Man könnte auch sagen, Big Data liefert ein Bild von »indirektem« Wissen; je mehr wir es nutzen, desto mehr verlieren wir »direktes« Wissen und unser Gespür für das echte Leben. Mich beschleicht zum Beispiel auch irgendwie immer ein komisches Gefühl, morgens beim Anziehen die Temperatur in meiner Wetterapp abzulesen (die ja anhand all möglicher Daten aus unterschiedlichen Messstationen errechnet wurde), statt auf die Quecksilbersäule des Außenthermometers zu schauen oder schlicht und ergreifend die Nase aus dem Fenster zu strecken. Genauso wie ich es komisch finde, in einer fremden Stadt in mein Google Maps zu starren auf der Suche nach einem netten Restaurant, statt einfach die Augen aufzumachen.

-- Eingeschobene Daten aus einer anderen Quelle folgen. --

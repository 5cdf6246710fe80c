//! Whole-image filters. Every filter reads the source buffer and returns a
//! freshly allocated one; the source is never touched.

pub mod convolve;
pub mod dither;
pub mod median;
pub mod normal_map;
pub mod point;

pub use convolve::{apply_kernel, blur, emboss, roberts, sharpen, sobel, Kernel};
pub use dither::{
    default_matrix_size, floyd_steinberg, nearest_level, ordered_dither, BayerMatrix, Levels,
};
pub use median::{median, watercolor};
pub use normal_map::normal_map;
pub use point::{binarize, gamma, grayscale, inverse, offset};

use log::debug;
use serde::{Deserialize, Serialize};

use crate::buffer::{Color, PixelBuffer};
use crate::error::Result;
use crate::transform;

fn default_gamma() -> f64 {
    0.5
}

fn default_blur_size() -> usize {
    5
}

fn default_emboss_offset() -> i32 {
    convolve::DEFAULT_EMBOSS_OFFSET
}

fn default_sobel_threshold() -> u8 {
    convolve::DEFAULT_SOBEL_THRESHOLD
}

fn default_roberts_threshold() -> u8 {
    convolve::DEFAULT_ROBERTS_THRESHOLD
}

fn default_watercolor_radius() -> usize {
    median::DEFAULT_WATERCOLOR_RADIUS
}

fn default_zoom_factor() -> u32 {
    2
}

fn default_zoom_extent() -> u32 {
    transform::DEFAULT_MAX_ZOOM_EXTENT
}

fn default_background() -> Color {
    transform::DEFAULT_BACKGROUND
}

fn default_strength() -> f32 {
    normal_map::DEFAULT_NORMAL_STRENGTH
}

/// A filter that produces a new buffer from a source buffer.
///
/// Parameters missing from serialized recipes fall back to the paint tool's
/// defaults.
#[derive(Debug, Clone, PartialEq, Serialize, Deserialize)]
#[serde(tag = "op", rename_all = "snake_case")]
pub enum Filter {
    Grayscale,
    Inverse,
    Gamma {
        #[serde(default = "default_gamma")]
        gamma: f64,
    },
    Blur {
        #[serde(default = "default_blur_size")]
        size: usize,
    },
    Sharpen,
    Emboss {
        #[serde(default = "default_emboss_offset")]
        offset: i32,
    },
    Sobel {
        #[serde(default = "default_sobel_threshold")]
        threshold: u8,
    },
    Roberts {
        #[serde(default = "default_roberts_threshold")]
        threshold: u8,
    },
    Median {
        #[serde(default = "default_watercolor_radius")]
        radius: usize,
    },
    Watercolor {
        #[serde(default = "default_watercolor_radius")]
        radius: usize,
    },
    FloydSteinberg {
        #[serde(default)]
        levels: Levels,
    },
    OrderedDither {
        #[serde(default)]
        levels: Levels,
        /// Bayer matrix side; derived from `levels` when absent
        #[serde(default)]
        matrix_size: Option<u32>,
    },
    Zoom {
        #[serde(default = "default_zoom_factor")]
        factor: u32,
        #[serde(default = "default_zoom_extent")]
        max_extent: u32,
    },
    Rotate {
        degrees: f64,
        #[serde(default = "default_background")]
        background: Color,
    },
    Twirl {
        degrees: f64,
    },
    NormalMap {
        #[serde(default = "default_strength")]
        strength: f32,
    },
}

impl Filter {
    pub fn apply(&self, buffer: &PixelBuffer) -> Result<PixelBuffer> {
        debug!("{}: {}x{}", self.name(), buffer.width(), buffer.height());
        match self {
            Filter::Grayscale => Ok(grayscale(buffer)),
            Filter::Inverse => Ok(inverse(buffer)),
            Filter::Gamma { gamma: g } => gamma(buffer, *g),
            Filter::Blur { size } => blur(buffer, *size),
            Filter::Sharpen => Ok(sharpen(buffer)),
            Filter::Emboss { offset } => Ok(emboss(buffer, *offset)),
            Filter::Sobel { threshold } => Ok(sobel(buffer, *threshold)),
            Filter::Roberts { threshold } => Ok(roberts(buffer, *threshold)),
            Filter::Median { radius } => Ok(median(buffer, *radius)),
            Filter::Watercolor { radius } => Ok(watercolor(buffer, *radius)),
            Filter::FloydSteinberg { levels } => floyd_steinberg(buffer, *levels),
            Filter::OrderedDither {
                levels,
                matrix_size,
            } => {
                let n = matrix_size.unwrap_or_else(|| default_matrix_size(*levels));
                ordered_dither(buffer, *levels, n)
            }
            Filter::Zoom { factor, max_extent } => transform::zoom(buffer, *factor, *max_extent),
            Filter::Rotate {
                degrees,
                background,
            } => transform::rotate(buffer, *degrees, *background),
            Filter::Twirl { degrees } => transform::twirl(buffer, degrees.to_radians()),
            Filter::NormalMap { strength } => normal_map(buffer, *strength),
        }
    }

    pub fn name(&self) -> &'static str {
        match self {
            Filter::Grayscale => "grayscale",
            Filter::Inverse => "inverse",
            Filter::Gamma { .. } => "gamma",
            Filter::Blur { .. } => "blur",
            Filter::Sharpen => "sharpen",
            Filter::Emboss { .. } => "emboss",
            Filter::Sobel { .. } => "sobel",
            Filter::Roberts { .. } => "roberts",
            Filter::Median { .. } => "median",
            Filter::Watercolor { .. } => "watercolor",
            Filter::FloydSteinberg { .. } => "floyd_steinberg",
            Filter::OrderedDither { .. } => "ordered_dither",
            Filter::Zoom { .. } => "zoom",
            Filter::Rotate { .. } => "rotate",
            Filter::Twirl { .. } => "twirl",
            Filter::NormalMap { .. } => "normal_map",
        }
    }
}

Ende gut alles gut: Informationsübermittlung zu Fuß
Die Müllauto-Situation habe ich übrigens weder durch Real Time Traffic Information, noch einen Ameisenalgorithmus, noch eine Pheromonspur gelöst. Ich bin ausgestiegen und bin mit klappernden Absätzen die ganze lange Schlange an hupenden Autos zurückgelaufen, habe an ungefähr jedem 3. Auto angehalten, gewartet, bis der Fahrer sein Seitenfenster heruntergelassen hatte, dem etwas erstaunt dreinschauenden Fahrer mitgeteilt, dass vorne ein Müllauto mit Panne die Straße versperrt und die ganze Kolonne sich rückwärts aus der Einbahnstraße herausbewegen muss. Nach einiger Rangiererei ging die Fahrt dann weiter.